Welcome!

This material is intended for two primary audiences. First, I hope to introduce some of the less commonly cultivated plants that nevertheless are easy to grow in the Bay Area to a wider group of people than is currently aware of them. Second, for those who have a specific plant in mind but may only want to see what it might look like before trying to grow it, I'd like to make available some of the slides I've accumulated over the years. As time permits, I hope to expand the offerings here, and perhaps change them from time to time.

A BIT OF BACKGROUND:

This whole business started out as a personal obsession at an early age with unusual plants. My first interest was in epiphytes ('air plants') and began during travels in the tropics where you see such bizarre (for most Temperate Zone dwellers) sights as bromeliads growing on concrete buildings and even on telephone wires. Over the years, I've become interested in many other goups of plants as well.
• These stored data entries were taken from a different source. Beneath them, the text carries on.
impl LeadTransformer for SalesforceTransformer {
    fn provider(&self) -> &'static str {
        "salesforce"
    }

    fn transform(&self, payload: &Value) -> Result<LeadDraft, AppError> {
        let map = as_object(payload)?;

        let mut name_map = Map::new();
        if let Some(first) = string_field(map, "FirstName") {
            name_map.insert("first_name".to_string(), Value::String(first));
        }
        if let Some(last) = string_field(map, "LastName") {
            name_map.insert("last_name".to_string(), Value::String(last));
        }

        Ok(LeadDraft {
            name: resolve_name(&name_map),
            email: string_field(map, "Email"),
            phone: string_field(map, "Phone"),
            company: string_field(map, "Company"),
            source: "salesforce".to_string(),
            value: parse_value(map.get("AnnualRevenue")),
            ..LeadDraft::default()
        })
    }
}

#[cfg(test)]
mod tests {
    use super::*;

    fn transform(provider: &str, payload: Value) -> LeadDraft {
        transformer_for(provider)
            .expect("transformador registrado")
            .transform(&payload)
            .expect("payload de teste válido")
    }

    #[test]
    fn generico_prefere_o_campo_name() {
        let draft = transform("generic", json!({"name": "Jane Doe", "first_name": "A"}));
        assert_eq!(draft.name, "Jane Doe");
    }

    #[test]
    fn generico_concatena_first_e_last_name() {
        let draft = transform("generic", json!({"first_name": "A", "last_name": "B"}));
        assert_eq!(draft.name, "A B");
    }

    #[test]
    fn generico_cai_para_full_name() {
        let draft = transform("generic", json!({"full_name": "C D"}));
        assert_eq!(draft.name, "C D");
    }

    #[test]
    fn generico_sem_nenhum_nome_vira_unknown() {
        let draft = transform("generic", json!({"email": "x@y.com"}));
        assert_eq!(draft.name, "Unknown");
    }

    #[test]
    fn generico_mapeia_o_payload_documentado() {
        let draft = transform(
            "generic",
            json!({"name": "Jane Doe", "email": "jane@x.com", "value": "2500"}),
        );
        assert_eq!(draft.name, "Jane Doe");
        assert_eq!(draft.email.as_deref(), Some("jane@x.com"));
        assert_eq!(draft.value, Decimal::from(2500));
        assert_eq!(draft.source, "webhook");
        assert_eq!(draft.status, None);
    }

    #[test]
    fn valor_ausente_ou_nao_numerico_vira_zero() {
        let sem_valor = transform("generic", json!({"name": "X"}));
        assert_eq!(sem_valor.value, Decimal::ZERO);

        let texto = transform("generic", json!({"name": "X", "value": "muito"}));
        assert_eq!(texto.value, Decimal::ZERO);

        let numero = transform("generic", json!({"name": "X", "value": 120.5}));
        assert_eq!(numero.value, Decimal::from_str("120.5").unwrap());
    }

    #[test]
    fn generico_respeita_source_do_payload() {
        let draft = transform("generic", json!({"name": "X", "source": "landing-page"}));
        assert_eq!(draft.source, "landing-page");
    }

    #[test]
    fn corpo_que_nao_e_objeto_e_payload_invalido() {
        let result = GenericTransformer.transform(&json!([1, 2, 3]));
        assert!(matches!(result, Err(AppError::PayloadInvalid(_))));
    }

    #[test]
    fn facebook_achata_field_data() {
        let draft = transform(
            "facebook_lead_ads",
            json!({
                "field_data": [
                    {"name": "full_name", "values": ["Maria Souza"]},
                    {"name": "email", "values": ["maria@x.com"]},
                    {"name": "phone_number", "values": ["+5511999990000"]},
                    {"name": "cidade", "values": ["Campinas"]}
                ]
            }),
        );
        assert_eq!(draft.name, "Maria Souza");
        assert_eq!(draft.email.as_deref(), Some("maria@x.com"));
        assert_eq!(draft.phone.as_deref(), Some("+5511999990000"));
        assert_eq!(draft.source, "facebook_lead_ads");
        assert_eq!(draft.custom_fields["cidade"], json!("Campinas"));
    }

    #[test]
    fn google_forms_casa_titulos_por_palavra_chave() {
        let draft = transform(
            "google_forms",
            json!({
                "responses": [
                    {"title": "Qual o seu nome?", "answer": "João Lima"},
                    {"title": "E-mail de contato", "answer": "joao@x.com"},
                    {"title": "Telefone", "answer": "11 98888-7777"},
                    {"title": "Como nos conheceu?", "answer": "Instagram"}
                ]
            }),
        );
        assert_eq!(draft.name, "João Lima");
        assert_eq!(draft.email.as_deref(), Some("joao@x.com"));
        assert_eq!(draft.phone.as_deref(), Some("11 98888-7777"));
        assert_eq!(draft.custom_fields["Como nos conheceu?"], json!("Instagram"));
    }

    #[test]
    fn mailchimp_usa_merges() {
        let draft = transform(
            "mailchimp",
            json!({
                "data": {
                    "email": "ana@x.com",
                    "merges": {"FNAME": "Ana", "LNAME": "Reis", "PHONE": "1199"}
                }
            }),
        );
        assert_eq!(draft.name, "Ana Reis");
        assert_eq!(draft.email.as_deref(), Some("ana@x.com"));
        assert_eq!(draft.phone.as_deref(), Some("1199"));
        assert_eq!(draft.source, "mailchimp");
    }

    #[test]
    fn hubspot_aceita_propriedade_direta_ou_objeto_value() {
        let draft = transform(
            "hubspot",
            json!({
                "properties": {
                    "firstname": {"value": "Carla"},
                    "lastname": "Nunes",
                    "email": {"value": "carla@x.com"}
                }
            }),
        );
        assert_eq!(draft.name, "Carla Nunes");
        assert_eq!(draft.email.as_deref(), Some("carla@x.com"));
    }

    #[test]
    fn salesforce_usa_campos_capitalizados() {
        let draft = transform(
            "salesforce",
            json!({
                "FirstName": "Pedro",
                "LastName": "Alves",
                "Email": "pedro@x.com",
                "Company": "Acme",
                "AnnualRevenue": 100000
            }),
        );
        assert_eq!(draft.name, "Pedro Alves");
        assert_eq!(draft.company.as_deref(), Some("Acme"));
        assert_eq!(draft.value, Decimal::from(100000));
        assert_eq!(draft.source, "salesforce");
    }

    #[test]
    fn despacho_e_pela_tag_do_provedor() {
        assert!(transformer_for("generic").is_some());
        assert!(transformer_for("hubspot").is_some());
        assert!(transformer_for("inexistente").is_none());
        assert_eq!(known_providers().len(), 6);
    }
}
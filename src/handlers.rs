pub mod activities;
pub mod leads;
pub mod rbac;
pub mod webhooks;
pub mod workspaces;
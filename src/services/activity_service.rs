// src/services/activity_service.rs

use serde_json::Value;
use uuid::Uuid;

use crate::common::error::AppError;
use crate::db::ActivityRepository;
use crate::models::activity::{Activity, ActivityType};

// Limite máximo de leitura da trilha; o consumidor pode pedir menos.
const MAX_PAGE: i64 = 200;

#[derive(Clone)]
pub struct ActivityService {
    repo: ActivityRepository,
}

impl ActivityService {
    pub fn new(repo: ActivityRepository) -> Self {
        Self { repo }
    }

    /// Registra uma atividade em melhor esforço: a trilha é um efeito
    /// colateral, então falha aqui nunca aborta a mutação principal.
    /// O erro vai para o canal operacional (tracing) e morre aqui.
    pub async fn record(
        &self,
        workspace_id: Uuid,
        performed_by: Option<Uuid>,
        activity_type: ActivityType,
        entity_type: &str,
        entity_id: Option<Uuid>,
        description: &str,
        metadata: Value,
    ) {
        if let Err(err) = self
            .repo
            .insert(
                workspace_id,
                performed_by,
                activity_type,
                entity_type,
                entity_id,
                description,
                &metadata,
            )
            .await
        {
            tracing::error!(
                "Falha ao registrar atividade '{}' ({}) no workspace {}: {}",
                description,
                entity_type,
                workspace_id,
                err
            );
        }
    }

    pub async fn list(&self, workspace_id: Uuid, limit: Option<i64>) -> Result<Vec<Activity>, AppError> {
        let limit = limit.unwrap_or(50).clamp(1, MAX_PAGE);
        self.repo.list(workspace_id, limit).await
    }
}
Many of the pictures presented here were taken of my own plants. Lots of others were taken of plants that belong to other collectors, in the San Francisco Bay Area and elsewhere, or in the wild.

This site is in what the Sunset Western Garden Book refers to as Zone 17. It's characterized by mild temperatures, winter rainfall, and generally high humidity. While rainfall in the summer is rare, fog and overcast are quite common. Broadly, it is a "Mediterranean" climate, which is enjoyed by roughly 5 areas of the world: here, the California coastal area; the Chilean northern coastal section; western Australia; western South Africa; and of course the eponymous region of southern Europe and northern Africa. Probably the most significant distinguishing feature of Zone 17 in terms of the other Mediterranean areas is that temperature excursions are extremely limited. This means that many of the plants that thrive in other winter rainfall areas may not be too happy here, due to the comparatively warm winters and/or the comparatively cool summers. For example, I have a lot of trouble with many tulip species and hybrids: they just don't get enough cold here during the winter. At the other pole, subtropicals that expect hot summers may sulk or decline also. But the high humidity makes ferns and begonias, for instance, volunteer with reckless abandon.

An unheated greenhouse or 'cold frame' greatly extends the range of plants that can be accomodated. It helps to keep the very light frosts that are common here off the more tender plants, and keeps them from getting too waterlogged during the sometimes very heavy winter rains. It also provides enough heat accumulation during the cool summers to help out things that otherwise would tend to struggle here.